Financial Statement Analysis (FSA) is the single highest-weighted topic at 13–17%. It is also, in my experience, the topic most candidates underestimate. The concepts are not abstract — ratios, cash flow analysis, intercorporate investments — but the exam tests them in ways that require you to manipulate numbers quickly and recognize accounting treatment differences across IFRS and US GAAP. You cannot memorize your way through FSA. You have to practice it under time pressure repeatedly.
Ethics and Professional Standards carries an 15–20% weight and deserves serious respect that most candidates do not give it. I have seen candidates with strong quantitative backgrounds dismiss Ethics as "common sense" and then fail to score above 60% on it. The Standards of Professional Conduct have specific, sometimes counterintuitive applications. The Code and Standards do not ask what a decent person would do; they ask what a CFA charterholder must do under a specific set of circumstances. That distinction trips up smart people constantly.
Equity Investments (10–12%) and Fixed Income (10–12%) together with FSA form the backbone of the exam. If you are not scoring above 70% on practice questions in these three areas, you are not ready, regardless of how well you know Derivatives.
Building a Study Plan That Actually Works
The CFA Institute recommends approximately 300 hours of study. I think that number is roughly right for most candidates, but the sequencing matters as much as the total. A candidate who studies 300 hours in random order will underperform a candidate who studies 250 hours with deliberate structure.
Here is how I would structure a six-month runway for a 2026 window. Spend the first two months working through Economics, Quantitative Methods, and the easier half of Fixed Income. These topics build foundational vocabulary and calculation fluency that will make everything else faster to absorb. Month three should go almost entirely to FSA — it earns that allocation. Months four and five cover Equity, the harder Fixed Income material (duration, convexity, yield curve analysis), Portfolio Management, and Corporate Issuers. Save Ethics for the final three to four weeks. This is not because Ethics is unimportant — it is emphatically not — but because the Standards are best retained when they are fresh, and because reviewing Ethics at the end forces you to re-engage with material you studied early and may have let drift.

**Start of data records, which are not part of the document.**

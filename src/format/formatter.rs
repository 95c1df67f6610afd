//! Canonical rendering of expressions and token trees
//!
//! The expression rendering is canonical: tokenizing and parsing it again yields the same tree for every
//! expression the parser can produce (operations are fully parenthesized, function literals are wrapped where an
//! operand or callee would otherwise absorb them).

use super::config::FormatConfig;
use super::writer::FormatWriter;
use crate::frontend::ast::{Expr, Param};
use crate::frontend::lexer::{Token, TokenKind, TokenSequence};

/// Renders expressions and token sequences as text
pub struct Formatter {
    writer: FormatWriter,
    config: FormatConfig,
}

impl Formatter {
    pub fn new(config: FormatConfig) -> Self {
        Self {
            writer: FormatWriter::new(config.indent_width),
            config,
        }
    }

    /// Render an expression.
    pub fn format_expr(mut self, expr: &Expr) -> String {
        self.expr(expr);
        self.writer.finish()
    }

    /// Render a token tree, one token per line, with group contents indented below the group.
    pub fn format_tokens(mut self, tokens: &TokenSequence) -> String {
        self.sequence(tokens);
        self.writer.finish()
    }

    // ========================================================================
    // Expressions
    // ========================================================================

    fn expr(&mut self, expr: &Expr) {
        match expr {
            Expr::Int(value) => self.writer.write(&int_text(*value)),
            Expr::Float(value) => self.writer.write(&float_text(*value)),
            Expr::Name(name) => self.writer.write(name),
            Expr::Operation { left, op, right } => {
                self.writer.write("(");
                self.operand(left);
                self.writer.write(&format!(" {op} "));
                self.operand(right);
                self.writer.write(")");
            }
            Expr::Call { func, args } => {
                self.operand(func);
                self.writer.write("(");
                for (i, arg) in args.iter().enumerate() {
                    if i > 0 {
                        self.writer.write(", ");
                    }
                    self.expr(arg);
                }
                self.writer.write(")");
            }
            Expr::Block { stmts, returns } => self.block(stmts, *returns),
            Expr::Func { args, body } => {
                self.writer.write("(");
                for (i, param) in args.iter().enumerate() {
                    if i > 0 {
                        self.writer.write(", ");
                    }
                    self.param(param);
                }
                self.writer.write(") => ");
                self.expr(body);
            }
        }
    }

    /// Operands and callees: a bare function literal would swallow whatever follows it.
    fn operand(&mut self, expr: &Expr) {
        if matches!(expr, Expr::Func { .. }) {
            self.writer.write("(");
            self.expr(expr);
            self.writer.write(")");
        } else {
            self.expr(expr);
        }
    }

    fn param(&mut self, param: &Param) {
        self.writer.write(&param.name);
        if let Some(ty) = &param.ty {
            self.writer.write(": ");
            self.writer.write(ty);
        }
    }

    fn block(&mut self, stmts: &[Expr], returns: bool) {
        if stmts.is_empty() {
            self.writer.write("{}");
            return;
        }

        if self.config.multiline_blocks {
            self.writer.writeln("{");
            self.writer.indent();
            for (i, stmt) in stmts.iter().enumerate() {
                self.expr(stmt);
                if i + 1 < stmts.len() || !returns {
                    self.writer.write(";");
                }
                self.writer.newline();
            }
            self.writer.dedent();
            self.writer.write("}");
        } else {
            self.writer.write("{");
            for (i, stmt) in stmts.iter().enumerate() {
                if i > 0 {
                    self.writer.write("; ");
                }
                self.expr(stmt);
            }
            if !returns {
                self.writer.write(";");
            }
            self.writer.write("}");
        }
    }

    // ========================================================================
    // Tokens
    // ========================================================================

    fn sequence(&mut self, tokens: &TokenSequence) {
        for token in tokens {
            self.token(token);
        }
    }

    fn token(&mut self, token: &Token) {
        let span = token.span;
        match &token.kind {
            TokenKind::Int(value) => self.writer.write(&format!("int {value}")),
            TokenKind::Float(value) => self.writer.write(&format!("float {}", float_text(*value))),
            TokenKind::Operator(op) => self.writer.write(&format!("operator {op}")),
            TokenKind::Name(name) => self.writer.write(&format!("name {name}")),
            TokenKind::Colon => self.writer.write("colon"),
            TokenKind::Parens(group) => {
                self.writer.writeln(&format!("parens @{}..{}", span.start, span.end));
                self.slices("arg", &group.args);
                return;
            }
            TokenKind::Block(group) => {
                self.writer
                    .writeln(&format!("block returns={} @{}..{}", group.returns, span.start, span.end));
                self.slices("stmt", &group.stmts);
                return;
            }
        }
        self.writer.writeln(&format!(" @{}..{}", span.start, span.end));
    }

    fn slices(&mut self, label: &str, slices: &[TokenSequence]) {
        self.writer.indent();
        for (i, slice) in slices.iter().enumerate() {
            let span = slice.span();
            self.writer.writeln(&format!("{label} {i} @{}..{}", span.start, span.end));
            self.writer.indent();
            self.sequence(slice);
            self.writer.dedent();
        }
        self.writer.dedent();
    }
}

/// Digits that tokenize back to `value`. Literals have no sign, so negative values are printed as the unsigned
/// digits that wrap around to them.
fn int_text(value: i32) -> String {
    (value as u32).to_string()
}

/// Smallest integer that rounds past `f32::MAX`; tokenizes back to positive infinity.
const F32_OVERFLOW_TEXT: &str = "340282366920938463463374607431768211456.0";

/// Decimal text for a float that always re-tokenizes as a float (never bare digits, never an exponent).
fn float_text(value: f32) -> String {
    if value == f32::INFINITY {
        return F32_OVERFLOW_TEXT.to_string();
    }
    let text = value.to_string();
    if text.contains('.') || !value.is_finite() {
        text
    } else {
        format!("{text}.0")
    }
}

#[cfg(test)]
mod tests {
    use super::*;
    use crate::frontend::{lexer, parser};

    fn canonical(source: &str) -> String {
        let expr = parser::parse_source(source).unwrap();
        Formatter::new(FormatConfig::default()).format_expr(&expr)
    }

    #[test]
    fn test_operations_are_parenthesized() {
        assert_eq!(canonical("1 + 2 * 3"), "(1 + (2 * 3))");
        assert_eq!(canonical("1 - 2 - 3"), "(1 - (2 - 3))");
    }

    #[test]
    fn test_float_text() {
        assert_eq!(float_text(2.0), "2.0");
        assert_eq!(float_text(0.25), "0.25");
        assert_eq!(canonical(".5"), "0.5");
    }

    #[test]
    fn test_wrapped_int_round_trips() {
        assert_eq!(canonical("2147483648"), "2147483648");
        assert_eq!(int_text(-1), "4294967295");
        let expr = parser::parse_source(&canonical("2147483648")).unwrap();
        assert_eq!(expr, Expr::Int(i32::MIN));
    }

    #[test]
    fn test_infinite_float_round_trips() {
        let source = format!("{}.0", "9".repeat(50));
        let expr = parser::parse_source(&source).unwrap();
        assert_eq!(expr, Expr::Float(f32::INFINITY));

        let text = Formatter::new(FormatConfig::default()).format_expr(&expr);
        assert_eq!(text, F32_OVERFLOW_TEXT);
        assert_eq!(parser::parse_source(&text).unwrap(), Expr::Float(f32::INFINITY));
    }

    #[test]
    fn test_calls_and_blocks() {
        assert_eq!(canonical("f(1,2)"), "f(1, 2)");
        assert_eq!(canonical("{ a ; b }"), "{a; b}");
        assert_eq!(canonical("{ a ; b ; }"), "{a; b;}");
        assert_eq!(canonical("{ }"), "{}");
    }

    #[test]
    fn test_function_literals() {
        assert_eq!(canonical("(x: i32, y) => x+y"), "(x: i32, y) => (x + y)");
        assert_eq!(canonical("((x) => x)(1)"), "((x) => x)(1)");
    }

    #[test]
    fn test_multiline_blocks() {
        let expr = parser::parse_source("{ a; { b; c; } }").unwrap();
        let text = Formatter::new(FormatConfig::new().with_multiline_blocks(true)).format_expr(&expr);
        assert_eq!(text, "{\n  a;\n  {\n    b;\n    c;\n  }\n}");
    }

    #[test]
    fn test_token_tree() {
        let tokens = lexer::lex("f(1, x: i32)");
        let text = Formatter::new(FormatConfig::default()).format_tokens(&tokens);
        let expected = "\
name f @0..1
parens @1..12
  arg 0 @2..3
    int 1 @2..3
  arg 1 @4..11
    name x @5..6
    colon @6..7
    name i32 @8..11
";
        assert_eq!(text, expected);
    }
}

Throughout all of this, you should be doing active recall practice, not passive review. Reading your notes is not studying. Doing practice questions under timed conditions is studying. The research on this is clear and has been clear for decades: retrieval practice produces retention that passive review cannot match.
The Time Management Problem on Exam Day
Level 1 consists of two sessions of 90 questions each, with 135 minutes per session. That gives you exactly 90 seconds per question. I want you to sit with that number for a moment. Ninety seconds includes reading the vignette, identifying what is being asked, performing any calculations, eliminating wrong answers, and selecting your final response. For conceptual questions, 90 seconds is ample. For questions requiring you to calculate a company's free cash flow to equity or work through a bond's modified duration, 90 seconds is tight.
The candidates who manage time well on exam day share one characteristic: they have done enough timed practice that pacing is automatic. They do not check the clock to decide how fast to go; they already know. Sophos Academy's timed mock exams are built specifically to replicate this pressure — full 90-question sessions with the same time constraints you'll face in February or August 2026. Using them in the final six weeks before your exam is not optional if you want your practice performance to translate to exam day performance.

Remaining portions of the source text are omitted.